In the post-war years, Mahringer exhibited in Klagenfurt, Salzburg, Viennese gallery Wuerthle and the Graz Joanneum. In 1948, Mahringer received the Austrian "Staatspreis" (state award) for painting, for his work "Abendlandschaft" (evening landscape). Mahringer travelled around Ischia and the Carnic Alps: until 1959 he would paint at the Oisternig every summer. In 1953, the gallery Welz in Salzburg organised a great Mahringer exhibition; at the same time Bruno Grimschitz's monography on Mahringer saw the light of day. The exhibition was taken to Stuttgart, Saulgau, Wuppertal, Mannheim and Klagenfurt. At the graphic competition in Innsbruck, Mahringer won the "Preis des Landes Kärnten" (award of the State of Carinthia); in the framework of the cultural exchange scheme of the State of Carinthia, he exhibited in Ljubljana and Udine. It was through the medium of Welz, that he was commissioned to carry out five oil paintings for the Austrian embassy in Ottawa. With the payment, he built a house in St.

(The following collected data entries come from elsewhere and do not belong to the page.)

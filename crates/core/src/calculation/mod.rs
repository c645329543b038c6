//! Monetary calculation for documents.
//!
//! # Modules
//!
//! - `line_item` - Per-line discount and total math
//! - `totals` - Document aggregation with VAT, withholding tax and deposit
//! - `error` - Calculation error types

pub mod error;
pub mod line_item;
pub mod totals;

#[cfg(test)]
mod props;

pub use error::CalculationError;
pub use line_item::{Discount, LineItemCalculator, LineItemInput, PricedLine};
pub use totals::{Deposit, DocumentTotals, TotalsCalculation, TotalsCalculator, TotalsParams};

Georgen. In 1956, he was granted the title "Professor". In 1957, he got a one-man show at the Viennese Künstlerhaus and received the "Große Goldene Ehrenmedaille" (great gold medal) des Künstlerhauses.

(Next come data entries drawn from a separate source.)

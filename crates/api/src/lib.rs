//! HTTP API layer with Axum routes and extractors.
//!
//! This crate provides:
//! - REST routes over the document engine
//! - The acting-user extractor
//! - JSON error responses

pub mod error;
pub mod middleware;
pub mod routes;

use axum::Router;
use docflow_store::Store;
use tower_http::cors::{Any, CorsLayer};
use tower_http::trace::TraceLayer;

/// Application state shared across handlers.
#[derive(Clone)]
pub struct AppState {
    /// Document store.
    pub store: Store,
}

impl AppState {
    /// Creates state over `store`.
    #[must_use]
    pub const fn new(store: Store) -> Self {
        Self { store }
    }
}

/// Creates the main application router.
pub fn create_router(state: AppState) -> Router {
    Router::new()
        .nest("/api/v1", routes::api_routes())
        .layer(TraceLayer::new_for_http())
        .layer(
            CorsLayer::new()
                .allow_origin(Any)
                .allow_methods(Any)
                .allow_headers(Any),
        )
        .with_state(state)
}
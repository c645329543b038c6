//! Lifecycle error types.

use thiserror::Error;

use crate::calculation::CalculationError;
use crate::document::{DocumentStatus, DocumentType};

/// Errors raised while moving a document between statuses.
#[derive(Debug, Clone, PartialEq, Eq, Error)]
pub enum LifecycleError {
    /// The transition table does not allow this edge.
    #[error("Illegal status transition from {from} to {to}")]
    IllegalTransition {
        /// The current status.
        from: DocumentStatus,
        /// The attempted target status.
        to: DocumentStatus,
    },

    /// Rejecting needs a non-blank reason.
    #[error("Rejection reason is required")]
    RejectionReasonRequired,

    /// A document without line items cannot leave draft.
    #[error("Document has no line items")]
    EmptyDocument,

    /// Only drafts may be edited or deleted.
    #[error("Document in status {status} can no longer be edited")]
    NotEditable {
        /// The current status.
        status: DocumentStatus,
    },

    /// The field is carried forward from the source or does not exist on
    /// this document type.
    #[error("{field} cannot be edited on a {document_type}")]
    FieldNotEditable {
        /// The refused field.
        field: &'static str,
        /// The document's type.
        document_type: DocumentType,
    },

    /// Stored figures failed re-validation.
    #[error(transparent)]
    Calculation(#[from] CalculationError),
}

impl LifecycleError {
    /// Returns the HTTP status code for this error.
    #[must_use]
    pub fn status_code(&self) -> u16 {
        match self {
            Self::IllegalTransition { .. } | Self::NotEditable { .. } => 409,
            Self::RejectionReasonRequired => 400,
            Self::EmptyDocument | Self::FieldNotEditable { .. } => 422,
            Self::Calculation(err) => err.status_code(),
        }
    }

    /// Returns the error code for API responses.
    #[must_use]
    pub fn error_code(&self) -> &'static str {
        match self {
            Self::IllegalTransition { .. } => "ILLEGAL_TRANSITION",
            Self::RejectionReasonRequired => "REJECTION_REASON_REQUIRED",
            Self::EmptyDocument => "EMPTY_DOCUMENT",
            Self::NotEditable { .. } => "NOT_EDITABLE",
            Self::FieldNotEditable { .. } => "FIELD_NOT_EDITABLE",
            Self::Calculation(err) => err.error_code(),
        }
    }
}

One-man show and group shows in Ljubljana, Ulm, Frankfurt/Main, Passau, Stuttgart and Klagenfurt. The Artist travelled to Yogoslavia, Swabia, Switzerland and other places. The early sixties saw further Mahringer shows in Cracow, Pittsburgh and Helsinki. In 1964, Mahringer was commissioned to carry out a large-scale wall mosaic for the Österreichische Draukraftwerke in Klagenfurt, and he worked on a mural for the town hall of his native town of Neuhausen. In 1965, Mahringer was in Istanbul for two months, to visit his daughter Monika, who had a teaching job there. The pictures he had done during that voyage were shown at the Carinthian "Staatsgalerie" (state gallery).
During the final years of his life, Mahringer exhibited in Schwaebisch Gmuend, Ludwigsburg, San Francisco, Linz, Braunau-upon-Inn, Graz and Vienna and other places; the art academies of Istanbul and Ankara, respectively, organised personal shows for him. The Austrian Cultural Forum New York showed Mahringers artwork in 1970. Mahringer's 70th birthday inspired the Carithian "Landesgalerie" to organise a great personal show for him. At the same time, a voluminous monography with a catalogue raisonné by Walter Zettl and Leopoldine Springschitz was published.
Anton Mahringer died in Villach hospital December 29, 1974.